House Deputy Majority Leader
- Incumbent
- Assumed office July 29, 2025

Member of the House of Representatives from Pampanga’s 3rd district
- Incumbent
- Assumed office June 30, 2025
- Preceded by: Aurelio Gonzales Jr.

Member of the Pampanga Provincial Board from the 3rd District
- In office June 30, 2022 – June 30, 2025 Serving with Ananias Canlas Jr. and Lucky Labung

Personal details
- Born: Alyssa Michaela Mercado Gonzales September 11, 1993 (age 32) Mandaluyong, Philippines
- Party: Lakas (2024–present)
- Other political affiliations: KAMBILAN (2021–2024)
- Parent: Aurelio Gonzales Jr. (father);
- Relatives: Brenz Gonzales (half-brother)
- Alma mater: University of Asia and the Pacific (BSBA) Ateneo Law School (dropped out)
- Occupation: Politician, business executive

= Mica Gonzales =

Filipino politician and business executive (born 1993)

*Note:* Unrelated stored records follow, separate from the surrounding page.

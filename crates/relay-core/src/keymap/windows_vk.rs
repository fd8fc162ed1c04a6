//! Named synthesizer keys to Windows Virtual Key (VK) code translation table.
//!
//! Reference: Windows Virtual-Key Codes (winuser.h).
//!
//! # What is a Windows Virtual Key (VK) code? (for beginners)
//!
//! Windows assigns each keyboard key a number called a "Virtual Key code",
//! defined in `<winuser.h>` as `VK_*` constants (e.g. `VK_RETURN = 0x0D`).
//! The synthetic backend names keys with short words such as `ENTER` or
//! `PGUP`, and also accepts the raw `VK_*` constant names.  This table turns
//! either spelling into the VK code handed to `SendInput`.
//!
//! Lookups ignore ASCII case, so `enter`, `Enter` and `ENTER` are the same key.

/// Complete name → VK mapping.  Several names may share one code.
const NAMED_KEYS: &[(&str, u8)] = &[
    // ── Editing and whitespace ───────────────────────────────────────────────
    ("ENTER", 0x0D),
    ("VK_RETURN", 0x0D),
    ("ESC", 0x1B),
    ("ESCAPE", 0x1B),
    ("VK_ESCAPE", 0x1B),
    ("SPACE", 0x20),
    ("VK_SPACE", 0x20),
    ("TAB", 0x09),
    ("VK_TAB", 0x09),
    ("BACKSPACE", 0x08),
    ("BKSP", 0x08),
    ("BS", 0x08),
    ("VK_BACK", 0x08),
    ("CAPSLOCK", 0x14),
    ("VK_CAPITAL", 0x14),
    // ── Navigation cluster ───────────────────────────────────────────────────
    ("PGUP", 0x21),
    ("VK_PRIOR", 0x21),
    ("PGDN", 0x22),
    ("VK_NEXT", 0x22),
    ("END", 0x23),
    ("VK_END", 0x23),
    ("HOME", 0x24),
    ("VK_HOME", 0x24),
    ("LEFT", 0x25),
    ("VK_LEFT", 0x25),
    ("UP", 0x26),
    ("VK_UP", 0x26),
    ("RIGHT", 0x27),
    ("VK_RIGHT", 0x27),
    ("DOWN", 0x28),
    ("VK_DOWN", 0x28),
    ("INSERT", 0x2D),
    ("INS", 0x2D),
    ("VK_INSERT", 0x2D),
    ("DEL", 0x2E),
    ("DELETE", 0x2E),
    ("VK_DELETE", 0x2E),
    // ── Modifiers ────────────────────────────────────────────────────────────
    ("VK_SHIFT", 0x10),
    ("VK_CONTROL", 0x11),
    ("VK_MENU", 0x12),
    ("VK_LSHIFT", 0xA0),
    ("VK_RSHIFT", 0xA1),
    ("VK_LCONTROL", 0xA2),
    ("VK_RCONTROL", 0xA3),
    ("VK_LMENU", 0xA4),
    ("VK_RMENU", 0xA5),
    ("VK_LWIN", 0x5B),
    ("VK_RWIN", 0x5C),
    // ── Function keys ────────────────────────────────────────────────────────
    ("F1", 0x70),
    ("F2", 0x71),
    ("F3", 0x72),
    ("F4", 0x73),
    ("F5", 0x74),
    ("F6", 0x75),
    ("F7", 0x76),
    ("F8", 0x77),
    ("F9", 0x78),
    ("F10", 0x79),
    ("F11", 0x7A),
    ("F12", 0x7B),
    // ── Locks and system ─────────────────────────────────────────────────────
    ("PRTSC", 0x2C),
    ("VK_SNAPSHOT", 0x2C),
    ("SCROLLLOCK", 0x91),
    ("VK_SCROLL", 0x91),
    ("NUMLOCK", 0x90),
    ("VK_NUMLOCK", 0x90),
    ("BREAK", 0x13),
    ("VK_PAUSE", 0x13),
];

/// Translates a named key to a Windows Virtual Key code.
///
/// Returns `None` if `name` is not a known named key.  Single characters are
/// not named keys; they are typed literally.
pub fn named_key_vk(name: &str) -> Option<u8> {
    // Linear scan: the table is small and only consulted once per synthesized stroke.
    NAMED_KEYS
        .iter()
        .find(|(n, _)| n.eq_ignore_ascii_case(name))
        .map(|&(_, vk)| vk)
}

/// Returns `true` for VKs that must be injected with the extended-key flag
/// (navigation cluster, Windows keys, right-hand Ctrl/Alt).
pub fn is_extended_vk(vk: u8) -> bool {
    matches!(
        vk,
        0x21..=0x28 | 0x2D | 0x2E | 0x5B | 0x5C | 0xA3 | 0xA5
    )
}

#[cfg(test)]
mod tests {
    use super::*;

    #[test]
    fn test_named_key_lookup_ignores_case() {
        assert_eq!(named_key_vk("ENTER"), Some(0x0D));
        assert_eq!(named_key_vk("enter"), Some(0x0D));
        assert_eq!(named_key_vk("Vk_Space"), Some(0x20));
    }

    #[test]
    fn test_function_keys_are_contiguous() {
        for n in 1..=12u8 {
            assert_eq!(named_key_vk(&format!("F{n}")), Some(0x6F + n));
        }
    }

    #[test]
    fn test_unknown_name_returns_none() {
        assert_eq!(named_key_vk("ENTERR"), None);
        assert_eq!(named_key_vk("a"), None);
    }

    #[test]
    fn test_arrows_are_extended() {
        assert!(is_extended_vk(named_key_vk("UP").unwrap()));
        assert!(is_extended_vk(named_key_vk("DEL").unwrap()));
        assert!(!is_extended_vk(named_key_vk("ENTER").unwrap()));
    }
}
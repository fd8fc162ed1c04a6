//! Backend adapters.
//!
//! Three implementations of [`BackendAdapter`]:
//!
//! - [`RawInjectionAdapter`] forwards HID keycodes to a hardware endpoint
//!   (a kmbox-style network injection device).  It has no concept of window
//!   focus: keys land wherever the OS currently sends keyboard input.
//!
//! - [`FocusGatedAdapter`] synthesizes named keys through the OS, but only
//!   while a specific target window has keyboard focus.  When the target is
//!   not focused the request is a silent no-op that still reports success.
//!
//! - [`DryRunAdapter`] accepts any token of its configured kind and only logs.
//!
//! # Collaborator traits (for beginners)
//!
//! The adapters never talk to sockets or Win32 directly.  They depend on the
//! small traits below, which the infrastructure layer implements:
//!
//! | Trait                | Production implementation                  |
//! |----------------------|--------------------------------------------|
//! | [`HardwareEndpoint`] | `infrastructure::backend::kmbox::KmboxSession` |
//! | [`TargetWindow`]     | `infrastructure::backend::win32::Win32Window`  |
//! | [`WindowFinder`]     | `infrastructure::backend::win32::Win32WindowFinder` |
//! | [`InputSynthesizer`] | `infrastructure::backend::win32::SendInputSynthesizer` |
//!
//! Tests substitute recording fakes from `infrastructure::backend::mock`.

use std::fmt;
use std::sync::{Arc, Mutex};

use relay_core::{BackendToken, KeyAction, TokenKind};
use tracing::{debug, info};

use super::relay_keys::{BackendAdapter, BackendError};

// ── Raw injection ─────────────────────────────────────────────────────────────

/// A device that injects HID keyboard reports.
///
/// Each method completes one round-trip with the device; a returned error
/// means the device did not acknowledge the command.
#[cfg_attr(test, mockall::automock)]
pub trait HardwareEndpoint: Send + Sync {
    /// Key-down then key-up of `code`, with `modifier` bits held for the
    /// duration.
    fn key_press(&self, code: u8, modifier: u8) -> Result<(), BackendError>;

    fn key_down(&self, code: u8) -> Result<(), BackendError>;

    fn key_up(&self, code: u8) -> Result<(), BackendError>;
}

/// Forwards keycode tokens to a [`HardwareEndpoint`].
pub struct RawInjectionAdapter {
    endpoint: Arc<dyn HardwareEndpoint>,
}

impl RawInjectionAdapter {
    pub fn new(endpoint: Arc<dyn HardwareEndpoint>) -> Self {
        Self { endpoint }
    }

    fn keycode(token: &BackendToken) -> Result<u8, BackendError> {
        token.keycode().ok_or(BackendError::UnsupportedToken {
            found: token.kind(),
        })
    }
}

impl BackendAdapter for RawInjectionAdapter {
    fn token_kind(&self) -> TokenKind {
        TokenKind::Keycode
    }

    fn press(&self, token: &BackendToken) -> Result<(), BackendError> {
        self.endpoint.key_press(Self::keycode(token)?, 0)
    }

    fn hold_down(&self, token: &BackendToken) -> Result<(), BackendError> {
        self.endpoint.key_down(Self::keycode(token)?)
    }

    fn release(&self, token: &BackendToken) -> Result<(), BackendError> {
        self.endpoint.key_up(Self::keycode(token)?)
    }
}

// ── Focus-gated synthesis ─────────────────────────────────────────────────────

/// A synthesizer key: either one literal character or a named key such as
/// `ENTER` or `VK_SHIFT`.
#[derive(Debug, Clone, PartialEq, Eq)]
pub enum KeyStroke {
    Char(char),
    Named(String),
}

impl KeyStroke {
    /// Interprets a name token.  A one-character name is sent literally;
    /// anything longer is a named key.
    ///
    /// # Errors
    ///
    /// [`BackendError::UnsupportedToken`] for keycode tokens and
    /// [`BackendError::InvalidKeyName`] for the empty name.
    pub fn from_token(token: &BackendToken) -> Result<Self, BackendError> {
        let name = token.name().ok_or(BackendError::UnsupportedToken {
            found: token.kind(),
        })?;
        let mut chars = name.chars();
        match (chars.next(), chars.next()) {
            (None, _) => Err(BackendError::InvalidKeyName(String::new())),
            (Some(c), None) => Ok(Self::Char(c)),
            _ => Ok(Self::Named(name.to_string())),
        }
    }
}

impl fmt::Display for KeyStroke {
    fn fmt(&self, f: &mut fmt::Formatter<'_>) -> fmt::Result {
        match self {
            Self::Char(c) => write!(f, "{c:?}"),
            Self::Named(name) => f.write_str(name),
        }
    }
}

/// The window that must have keyboard focus for input to be synthesized.
#[cfg_attr(test, mockall::automock)]
pub trait TargetWindow: Send + Sync {
    /// Whether this window is currently the keyboard-focus window.
    ///
    /// # Errors
    ///
    /// [`BackendError::WindowClosed`] if the window no longer exists.
    fn has_keyboard_focus(&self) -> Result<bool, BackendError>;
}

/// Emits synthesized keyboard input to the focused window.
#[cfg_attr(test, mockall::automock)]
pub trait InputSynthesizer: Send + Sync {
    fn synthesize(&self, stroke: &KeyStroke, action: KeyAction) -> Result<(), BackendError>;
}

/// Startup query for the target window.  Unset fields match anything.
#[derive(Debug, Clone, Default, PartialEq, Eq)]
pub struct WindowQuery {
    pub class_name: Option<String>,
    pub title: Option<String>,
}

impl fmt::Display for WindowQuery {
    fn fmt(&self, f: &mut fmt::Formatter<'_>) -> fmt::Result {
        write!(
            f,
            "class={:?} title={:?}",
            self.class_name.as_deref().unwrap_or("*"),
            self.title.as_deref().unwrap_or("*")
        )
    }
}

/// Looks up a top-level window by class name and/or title.
pub trait WindowFinder {
    fn find_window(&self, query: &WindowQuery)
        -> Result<Option<Arc<dyn TargetWindow>>, BackendError>;
}

/// Synthesizes name tokens while the bound window holds keyboard focus.
///
/// At most one synthesis runs at a time; the focus check and the synthesis
/// happen under the same lock so the pair is not interleaved with another
/// request's.
pub struct FocusGatedAdapter {
    window: Arc<dyn TargetWindow>,
    synthesizer: Arc<dyn InputSynthesizer>,
    gate: Mutex<()>,
}

impl FocusGatedAdapter {
    pub fn new(window: Arc<dyn TargetWindow>, synthesizer: Arc<dyn InputSynthesizer>) -> Self {
        Self {
            window,
            synthesizer,
            gate: Mutex::new(()),
        }
    }

    /// Locates the target window once and binds to it.
    ///
    /// # Errors
    ///
    /// [`BackendError::WindowNotFound`] if no window matches `query`, or any
    /// error the finder itself reports.
    pub fn attach(
        finder: &dyn WindowFinder,
        query: &WindowQuery,
        synthesizer: Arc<dyn InputSynthesizer>,
    ) -> Result<Self, BackendError> {
        let window = finder
            .find_window(query)?
            .ok_or_else(|| BackendError::WindowNotFound(query.to_string()))?;
        info!(%query, "bound to target window");
        Ok(Self::new(window, synthesizer))
    }

    fn gated(&self, token: &BackendToken, action: KeyAction) -> Result<(), BackendError> {
        let stroke = KeyStroke::from_token(token)?;
        // A panicked holder leaves no state behind the lock.
        let _guard = self.gate.lock().unwrap_or_else(|e| e.into_inner());

        if !self.window.has_keyboard_focus()? {
            debug!(%stroke, %action, "target window not focused; dropping key event");
            return Ok(());
        }
        debug!(%stroke, %action, "synthesizing key event");
        self.synthesizer.synthesize(&stroke, action)
    }
}

impl BackendAdapter for FocusGatedAdapter {
    fn token_kind(&self) -> TokenKind {
        TokenKind::Name
    }

    fn press(&self, token: &BackendToken) -> Result<(), BackendError> {
        self.gated(token, KeyAction::Press)
    }

    fn hold_down(&self, token: &BackendToken) -> Result<(), BackendError> {
        self.gated(token, KeyAction::HoldDown)
    }

    fn release(&self, token: &BackendToken) -> Result<(), BackendError> {
        self.gated(token, KeyAction::Release)
    }

    fn requires_exclusive_dispatch(&self) -> bool {
        true
    }
}

// ── Dry run ───────────────────────────────────────────────────────────────────

/// Logs every action instead of performing it.
pub struct DryRunAdapter {
    kind: TokenKind,
}

impl DryRunAdapter {
    pub fn new(kind: TokenKind) -> Self {
        Self { kind }
    }

    fn log(&self, token: &BackendToken, action: KeyAction) -> Result<(), BackendError> {
        if token.kind() != self.kind {
            return Err(BackendError::UnsupportedToken {
                found: token.kind(),
            });
        }
        info!(%token, %action, "dry run");
        Ok(())
    }
}

impl BackendAdapter for DryRunAdapter {
    fn token_kind(&self) -> TokenKind {
        self.kind
    }

    fn press(&self, token: &BackendToken) -> Result<(), BackendError> {
        self.log(token, KeyAction::Press)
    }

    fn hold_down(&self, token: &BackendToken) -> Result<(), BackendError> {
        self.log(token, KeyAction::HoldDown)
    }

    fn release(&self, token: &BackendToken) -> Result<(), BackendError> {
        self.log(token, KeyAction::Release)
    }
}

// ── Tests ─────────────────────────────────────────────────────────────────────
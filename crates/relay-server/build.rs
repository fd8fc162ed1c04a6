use std::env;

fn main() -> Result<(), Box<dyn std::error::Error>> {
    // Use the vendored protoc unless the environment already points at one.
    if env::var_os("PROTOC").is_none() {
        env::set_var("PROTOC", protoc_bin_vendored::protoc_bin_path()?);
    }
    println!("cargo:rerun-if-changed=proto/input.proto");
    tonic_build::compile_protos("proto/input.proto")?;
    Ok(())
}
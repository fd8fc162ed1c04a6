//! Storage infrastructure: configuration file loading.
//!
//! The `config` sub-module resolves where the TOML file lives, reads it (or
//! falls back to defaults on first run), validates it, and turns its
//! `[keymap]` section into a `KeyMappingTable`.

pub mod config;
//! Application layer use cases for the relay server.
//!
//! - **`relay_keys`** – The [`relay_keys::RelayService`] use case: resolves an
//!   abstract key through the mapping table and performs the requested action
//!   on the configured backend.  Also defines the [`relay_keys::BackendAdapter`]
//!   trait every backend implements.
//!
//! - **`adapters`** – The three backend adapters (raw hardware injection,
//!   focus-gated OS synthesis, dry run) and the narrow collaborator traits they
//!   drive.  OS and network implementations of those traits are injected from
//!   the infrastructure layer.

pub mod adapters;
pub mod relay_keys;
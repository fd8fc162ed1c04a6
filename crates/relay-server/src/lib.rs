//! relay-server library entry point.
//!
//! Re-exports all public modules so that integration tests in `tests/`
//! and the binary entry point in `main.rs` share the same module tree.
//!
//! # What does the relay do? (for beginners)
//!
//! A controller program on another machine decides which keys to press, for
//! example a bot driving a game.  It calls this server over gRPC with an
//! abstract key (`Up`, `A`, `Enter`) and one of three operations: `Send`
//! (press), `SendDown` (hold) or `SendUp` (release).
//!
//! The server:
//!
//! 1. Checks the wire value is a known key.
//! 2. Looks the key up in its mapping table to get the backend's token, a HID
//!    keycode or a key name.
//! 3. Hands the token to the configured backend:
//!    - **raw injection**: a kmbox-Net box plugged into the target machine
//!      types the key as a real USB keyboard;
//!    - **focus gated**: the OS synthesizes the key, but only while the
//!      target window has keyboard focus;
//!    - **dry run**: the request is only logged.
//! 4. Returns success, or a gRPC status describing what went wrong.

/// Application layer: the relay use case and backend adapters.
pub mod application;

/// Infrastructure layer: gRPC, hardware, OS, and configuration adapters.
pub mod infrastructure;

Alyssa Michaela "Mica" Mercado Gonzales (born September 11, 1993) is a Filipino politician and business executive serving as the current representative of Pampanga's 3rd congressional district since 2025. She is a member of the Lakas–CMD political party and the daughter of former representative and Senior Deputy Speaker Aurelio Gonzales Jr.

Prior to her election to Congress, Gonzales served as a member of the Pampanga Provincial Board representing the 3rd District from June 30, 2022, to June 30, 2025. She also previously worked in the private sector as the Corporate Treasurer and Chief Financial Officer (CFO) of her family's construction firm, AD Gonzales Jr. Construction & Trading Co., Inc.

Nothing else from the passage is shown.